EXERCISE GOAL >>
What lines of the material below include the string "Some"? Copy all of them.

┄┄┄┄┄┄┄┄┄┄

//! Open-addressing intern table shared by the string interner and the
//! per-unit symbol table.
//!
//! Bytes live in an [`Arena`] owned by the caller; the table only stores
//! `(hash, entry)` slots and the arena handles of each entry. Handles are
//! 1-based so that `0` is never a valid index.
//!
//! - Hash: 64-bit FNV-1a, with `0` remapped to a sentinel (0 marks an empty slot)
//! - Probe: linear from `hash & (capacity - 1)`
//! - Match: same hash, same length, same bytes
//! - Growth: before an insert that would push the load above 70%, the slot
//!   array doubles and every entry is reinserted using its stored hash

use crate::arena::{Arena, ArenaError, ArenaSlice};
use std::fmt;
use std::marker::PhantomData;

/// Initial slot count of a fresh table.
pub const INITIAL_CAPACITY: usize = 64;

const FNV_OFFSET: u64 = 0xcbf2_9ce4_8422_2325;
const FNV_PRIME: u64 = 0x0000_0100_0000_01b3;

/// Stored in place of a zero hash so that zero can mean "empty slot".
const ZERO_HASH_SENTINEL: u64 = 0x9e37_79b9_7f4a_7c15;

/// Load factor limit as `LOAD_NUM / LOAD_DEN`.
const LOAD_NUM: usize = 7;
const LOAD_DEN: usize = 10;

/// Error when interning fails.
#[derive(Debug, Clone, PartialEq, Eq, thiserror::Error)]
pub enum InternError {
    /// The backing arena could not store the bytes.
    #[error("intern storage exhausted: {0}")]
    Arena(#[from] ArenaError),
    /// The slot array could not grow.
    #[error("intern table could not grow past {capacity} slots")]
    TableFull { capacity: usize },
    /// More entries than a `u32` handle can address.
    #[error("intern table holds {count} entries, max is {max}", max = u32::MAX)]
    TooManyEntries { count: usize },
}

/// A typed, 1-based handle produced by an [`InternTable`].
pub trait InternIndex: Copy {
    /// Build a handle from a 1-based entry number.
    fn from_raw(raw: u32) -> Self;

    /// The 1-based entry number.
    fn raw(self) -> u32;
}

/// 64-bit FNV-1a over `bytes`, never returning zero.
#[inline]
pub fn hash_bytes(bytes: &[u8]) -> u64 {
    let mut hash = FNV_OFFSET;
    for &byte in bytes {
        hash ^= u64::from(byte);
        hash = hash.wrapping_mul(FNV_PRIME);
    }
    if hash == 0 {
        ZERO_HASH_SENTINEL
    } else {
        hash
    }
}

#[derive(Copy, Clone, Default)]
struct Slot {
    /// `0` when the slot is empty.
    hash: u64,
    /// 1-based entry number.
    entry: u32,
}

#[derive(Copy, Clone)]
struct Entry {
    hash: u64,
    bytes: ArenaSlice,
}

/// Deduplicating byte-string table keyed by `I`.
pub struct InternTable<I> {
    slots: Vec<Slot>,
    entries: Vec<Entry>,
    _index: PhantomData<I>,
}

impl<I: InternIndex> Default for InternTable<I> {
    fn default() -> Self {
        Self::new()
    }
}

impl<I: InternIndex> InternTable<I> {
    /// Create a table with [`INITIAL_CAPACITY`] slots.
    pub fn new() -> Self {
        Self::with_capacity(INITIAL_CAPACITY)
    }

    /// Create a table with at least `capacity` slots (rounded up to a power of two).
    pub fn with_capacity(capacity: usize) -> Self {
        let capacity = capacity.max(2).next_power_of_two();
        InternTable {
            slots: vec![Slot::default(); capacity],
            entries: Vec::new(),
            _index: PhantomData,
        }
    }

    /// Number of distinct entries.
    #[inline]
    pub fn len(&self) -> usize {
        self.entries.len()
    }

    #[inline]
    pub fn is_empty(&self) -> bool {
        self.entries.is_empty()
    }

    /// Number of slots.
    #[inline]
    pub fn capacity(&self) -> usize {
        self.slots.len()
    }

    /// Intern `bytes`, copying them into `arena` on first sight.
    pub fn intern(&mut self, arena: &mut Arena, bytes: &[u8]) -> Result<I, InternError> {
        let hash = hash_bytes(bytes);
        let empty = match self.probe(arena, hash, bytes) {
            Ok(found) => return Ok(I::from_raw(found)),
            Err(empty) => empty,
        };

        let count = self.entries.len() + 1;
        let raw = u32::try_from(count).map_err(|_| InternError::TooManyEntries { count })?;

        let slot = if count * LOAD_DEN > self.slots.len() * LOAD_NUM {
            self.grow()?;
            match self.probe(arena, hash, bytes) {
                Ok(found) => return Ok(I::from_raw(found)),
                Err(empty) => empty,
            }
        } else {
            empty
        };

        let stored = arena.alloc_bytes(bytes)?;
        self.entries.push(Entry {
            hash,
            bytes: stored,
        });
        self.slots[slot] = Slot { hash, entry: raw };
        Ok(I::from_raw(raw))
    }

    /// Look up `bytes` without inserting.
    pub fn get(&self, arena: &Arena, bytes: &[u8]) -> Option<I> {
        self.probe(arena, hash_bytes(bytes), bytes)
            .ok()
            .map(I::from_raw)
    }

    /// The bytes behind `index`, or `None` for an index this table never issued.
    pub fn resolve<'a>(&self, arena: &'a Arena, index: I) -> Option<&'a [u8]> {
        let position = usize::try_from(index.raw()).ok()?.checked_sub(1)?;
        let entry = self.entries.get(position)?;
        arena.get(entry.bytes)
    }

    /// Drop every entry, keeping the current slot count.
    pub fn clear(&mut self) {
        self.slots.fill(Slot::default());
        self.entries.clear();
    }

    /// Find `bytes`: `Ok(entry)` on a hit, `Err(slot)` with the first empty
    /// slot on the probe chain otherwise.
    fn probe(&self, arena: &Arena, hash: u64, bytes: &[u8]) -> Result<u32, usize> {
        let mask = self.slots.len() - 1;
        let mut index = slot_for(hash, mask);
        loop {
            let slot = self.slots[index];
            if slot.hash == 0 {
                return Err(index);
            }
            if slot.hash == hash && self.entry_matches(arena, slot.entry, bytes) {
                return Ok(slot.entry);
            }
            index = (index + 1) & mask;
        }
    }

    fn entry_matches(&self, arena: &Arena, entry: u32, bytes: &[u8]) -> bool {
        let Some(entry) = (entry as usize)
            .checked_sub(1)
            .and_then(|i| self.entries.get(i))
        else {
            return false;
        };
        entry.bytes.len() == bytes.len() && arena.get(entry.bytes) == Some(bytes)
    }

    fn grow(&mut self) -> Result<(), InternError> {
        let capacity = self.slots.len();
        let new_capacity = capacity
            .checked_mul(2)
            .ok_or(InternError::TableFull { capacity })?;

        let mut slots = Vec::new();
        slots
            .try_reserve_exact(new_capacity)
            .map_err(|_| InternError::TableFull { capacity })?;
        slots.resize(new_capacity, Slot::default());

        let mask = new_capacity - 1;
        for (position, entry) in self.entries.iter().enumerate() {
            let mut index = slot_for(entry.hash, mask);
            while slots[index].hash != 0 {
                index = (index + 1) & mask;
            }
            // position < entries.len(), which already fit in u32 when inserted
            #[expect(
                clippy::cast_possible_truncation,
                reason = "entry count is bounded by u32 at insertion"
            )]
            let raw = position as u32 + 1;
            slots[index] = Slot {
                hash: entry.hash,
                entry: raw,
            };
        }

        tracing::trace!(
            from = capacity,
            to = new_capacity,
            entries = self.entries.len(),
            "intern table rehash"
        );
        self.slots = slots;
        Ok(())
    }
}

impl<I> fmt::Debug for InternTable<I> {
    fn fmt(&self, f: &mut fmt::Formatter<'_>) -> fmt::Result {
        f.debug_struct("InternTable")
            .field("len", &self.entries.len())
            .field("capacity", &self.slots.len())
            .finish()
    }
}

#[inline]
#[expect(
    clippy::cast_possible_truncation,
    reason = "masked to the slot count before use"
)]
fn slot_for(hash: u64, mask: usize) -> usize {
    (hash as usize) & mask
}

#[cfg(test)]
#[expect(clippy::unwrap_used, reason = "Tests use unwrap for brevity")]
mod tests;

┄┄┄┄┄┄┄┄┄┄

RESPONSE >>
        let Some(entry) = (entry as usize)
        entry.bytes.len() == bytes.len() && arena.get(entry.bytes) == Some(bytes)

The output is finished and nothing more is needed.